Exercise prompt =
In the data, find the word "IndexMap" and copy out every line that has it.

(Dataset entries)
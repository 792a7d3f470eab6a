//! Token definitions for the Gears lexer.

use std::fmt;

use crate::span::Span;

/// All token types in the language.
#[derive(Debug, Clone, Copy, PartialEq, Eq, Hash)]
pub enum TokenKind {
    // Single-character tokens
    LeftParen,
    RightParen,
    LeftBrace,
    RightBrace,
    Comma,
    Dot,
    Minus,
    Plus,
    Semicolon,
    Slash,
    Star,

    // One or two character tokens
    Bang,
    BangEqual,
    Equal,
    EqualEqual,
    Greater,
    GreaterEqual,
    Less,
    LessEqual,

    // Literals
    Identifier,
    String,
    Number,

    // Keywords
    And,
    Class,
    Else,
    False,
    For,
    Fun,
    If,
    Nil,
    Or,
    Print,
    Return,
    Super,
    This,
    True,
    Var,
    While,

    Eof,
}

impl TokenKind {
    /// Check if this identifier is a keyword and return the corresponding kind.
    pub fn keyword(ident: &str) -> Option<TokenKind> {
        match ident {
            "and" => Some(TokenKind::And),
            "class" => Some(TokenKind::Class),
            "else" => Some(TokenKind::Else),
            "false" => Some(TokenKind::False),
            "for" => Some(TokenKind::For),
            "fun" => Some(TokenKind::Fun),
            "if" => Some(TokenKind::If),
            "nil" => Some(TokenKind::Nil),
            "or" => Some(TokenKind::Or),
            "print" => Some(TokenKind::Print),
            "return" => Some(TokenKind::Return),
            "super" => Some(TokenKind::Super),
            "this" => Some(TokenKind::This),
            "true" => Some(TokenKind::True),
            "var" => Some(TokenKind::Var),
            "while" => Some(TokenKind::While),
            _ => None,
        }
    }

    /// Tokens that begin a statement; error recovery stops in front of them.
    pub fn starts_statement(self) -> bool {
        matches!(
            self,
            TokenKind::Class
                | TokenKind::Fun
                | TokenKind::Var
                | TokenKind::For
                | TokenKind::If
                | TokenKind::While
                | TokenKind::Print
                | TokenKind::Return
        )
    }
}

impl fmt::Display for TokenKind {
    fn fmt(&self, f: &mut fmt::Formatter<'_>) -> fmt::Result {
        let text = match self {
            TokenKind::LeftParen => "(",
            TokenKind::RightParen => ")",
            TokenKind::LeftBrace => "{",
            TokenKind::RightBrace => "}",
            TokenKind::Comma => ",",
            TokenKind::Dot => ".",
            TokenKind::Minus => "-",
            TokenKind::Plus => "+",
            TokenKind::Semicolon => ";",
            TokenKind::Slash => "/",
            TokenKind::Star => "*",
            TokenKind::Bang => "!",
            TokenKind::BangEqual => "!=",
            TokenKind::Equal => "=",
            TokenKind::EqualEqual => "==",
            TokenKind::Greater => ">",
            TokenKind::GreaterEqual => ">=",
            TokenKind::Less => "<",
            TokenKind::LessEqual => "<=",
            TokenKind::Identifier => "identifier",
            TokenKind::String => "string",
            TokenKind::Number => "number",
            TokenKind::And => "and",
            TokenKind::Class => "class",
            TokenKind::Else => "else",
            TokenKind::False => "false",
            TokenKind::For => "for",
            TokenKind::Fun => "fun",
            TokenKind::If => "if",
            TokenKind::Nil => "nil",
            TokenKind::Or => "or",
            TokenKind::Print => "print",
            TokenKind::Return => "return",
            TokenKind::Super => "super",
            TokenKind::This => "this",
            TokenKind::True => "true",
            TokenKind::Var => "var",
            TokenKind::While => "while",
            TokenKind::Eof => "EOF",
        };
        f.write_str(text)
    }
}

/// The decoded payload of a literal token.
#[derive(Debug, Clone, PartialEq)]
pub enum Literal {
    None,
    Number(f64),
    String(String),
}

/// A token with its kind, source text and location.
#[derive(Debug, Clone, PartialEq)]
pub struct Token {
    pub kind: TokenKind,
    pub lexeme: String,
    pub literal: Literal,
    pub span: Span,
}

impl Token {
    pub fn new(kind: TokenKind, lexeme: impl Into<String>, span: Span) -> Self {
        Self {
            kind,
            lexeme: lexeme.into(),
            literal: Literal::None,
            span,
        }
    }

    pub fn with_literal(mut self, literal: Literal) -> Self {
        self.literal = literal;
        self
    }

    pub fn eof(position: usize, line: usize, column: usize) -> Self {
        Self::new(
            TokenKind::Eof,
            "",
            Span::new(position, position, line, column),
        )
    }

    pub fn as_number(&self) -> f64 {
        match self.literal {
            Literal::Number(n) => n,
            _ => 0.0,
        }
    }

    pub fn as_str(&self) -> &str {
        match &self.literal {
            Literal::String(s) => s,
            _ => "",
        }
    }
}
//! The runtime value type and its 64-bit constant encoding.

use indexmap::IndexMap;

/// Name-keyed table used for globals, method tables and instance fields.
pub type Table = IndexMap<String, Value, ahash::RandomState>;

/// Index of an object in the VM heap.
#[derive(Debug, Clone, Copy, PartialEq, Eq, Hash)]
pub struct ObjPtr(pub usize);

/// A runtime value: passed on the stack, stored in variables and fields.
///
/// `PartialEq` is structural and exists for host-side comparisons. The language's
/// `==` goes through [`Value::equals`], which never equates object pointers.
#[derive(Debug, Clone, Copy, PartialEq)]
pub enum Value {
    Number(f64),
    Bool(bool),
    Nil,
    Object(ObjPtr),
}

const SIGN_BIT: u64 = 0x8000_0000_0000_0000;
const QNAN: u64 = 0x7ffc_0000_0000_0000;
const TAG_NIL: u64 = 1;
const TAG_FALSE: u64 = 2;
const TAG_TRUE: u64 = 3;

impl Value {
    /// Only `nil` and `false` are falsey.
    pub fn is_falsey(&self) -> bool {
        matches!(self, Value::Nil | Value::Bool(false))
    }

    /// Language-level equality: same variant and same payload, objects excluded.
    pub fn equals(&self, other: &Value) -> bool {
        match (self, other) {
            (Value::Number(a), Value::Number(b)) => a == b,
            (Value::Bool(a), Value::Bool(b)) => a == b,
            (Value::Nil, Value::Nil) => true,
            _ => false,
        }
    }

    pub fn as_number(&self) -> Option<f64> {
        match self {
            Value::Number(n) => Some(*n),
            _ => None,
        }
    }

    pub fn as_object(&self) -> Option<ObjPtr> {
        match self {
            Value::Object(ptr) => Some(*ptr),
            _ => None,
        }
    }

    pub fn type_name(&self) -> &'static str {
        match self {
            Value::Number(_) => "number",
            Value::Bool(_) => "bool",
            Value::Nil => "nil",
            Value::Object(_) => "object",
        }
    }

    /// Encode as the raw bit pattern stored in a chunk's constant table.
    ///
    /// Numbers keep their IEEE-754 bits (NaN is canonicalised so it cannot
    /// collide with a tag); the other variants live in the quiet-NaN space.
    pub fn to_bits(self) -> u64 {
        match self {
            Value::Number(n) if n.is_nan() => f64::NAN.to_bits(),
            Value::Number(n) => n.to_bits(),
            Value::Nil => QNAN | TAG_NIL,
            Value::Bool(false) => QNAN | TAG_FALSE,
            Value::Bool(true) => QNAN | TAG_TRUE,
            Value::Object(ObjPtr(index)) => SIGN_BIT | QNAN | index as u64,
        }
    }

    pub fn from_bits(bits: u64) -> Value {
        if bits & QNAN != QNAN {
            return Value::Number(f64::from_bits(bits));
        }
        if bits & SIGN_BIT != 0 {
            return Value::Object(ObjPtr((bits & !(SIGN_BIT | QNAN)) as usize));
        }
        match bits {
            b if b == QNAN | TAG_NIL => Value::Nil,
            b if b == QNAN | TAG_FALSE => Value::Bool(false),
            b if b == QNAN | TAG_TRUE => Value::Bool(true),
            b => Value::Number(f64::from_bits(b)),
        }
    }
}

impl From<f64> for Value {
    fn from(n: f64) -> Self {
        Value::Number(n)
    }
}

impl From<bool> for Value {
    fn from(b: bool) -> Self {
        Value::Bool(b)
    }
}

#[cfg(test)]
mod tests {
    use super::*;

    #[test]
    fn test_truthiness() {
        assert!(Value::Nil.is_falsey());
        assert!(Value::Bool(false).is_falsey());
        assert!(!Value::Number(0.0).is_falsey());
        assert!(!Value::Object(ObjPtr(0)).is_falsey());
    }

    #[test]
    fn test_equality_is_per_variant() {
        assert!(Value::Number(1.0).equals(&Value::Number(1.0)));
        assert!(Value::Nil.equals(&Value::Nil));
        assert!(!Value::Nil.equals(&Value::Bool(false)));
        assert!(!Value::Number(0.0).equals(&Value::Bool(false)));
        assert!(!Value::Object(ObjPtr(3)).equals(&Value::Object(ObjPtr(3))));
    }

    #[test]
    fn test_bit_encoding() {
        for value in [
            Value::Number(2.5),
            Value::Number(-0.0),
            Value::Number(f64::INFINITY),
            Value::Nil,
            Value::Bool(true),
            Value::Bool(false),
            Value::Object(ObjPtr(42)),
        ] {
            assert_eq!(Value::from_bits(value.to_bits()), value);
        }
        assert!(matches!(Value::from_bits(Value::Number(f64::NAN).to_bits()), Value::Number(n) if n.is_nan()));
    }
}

Written solution =
use indexmap::IndexMap;
pub type Table = IndexMap<String, Value, ahash::RandomState>;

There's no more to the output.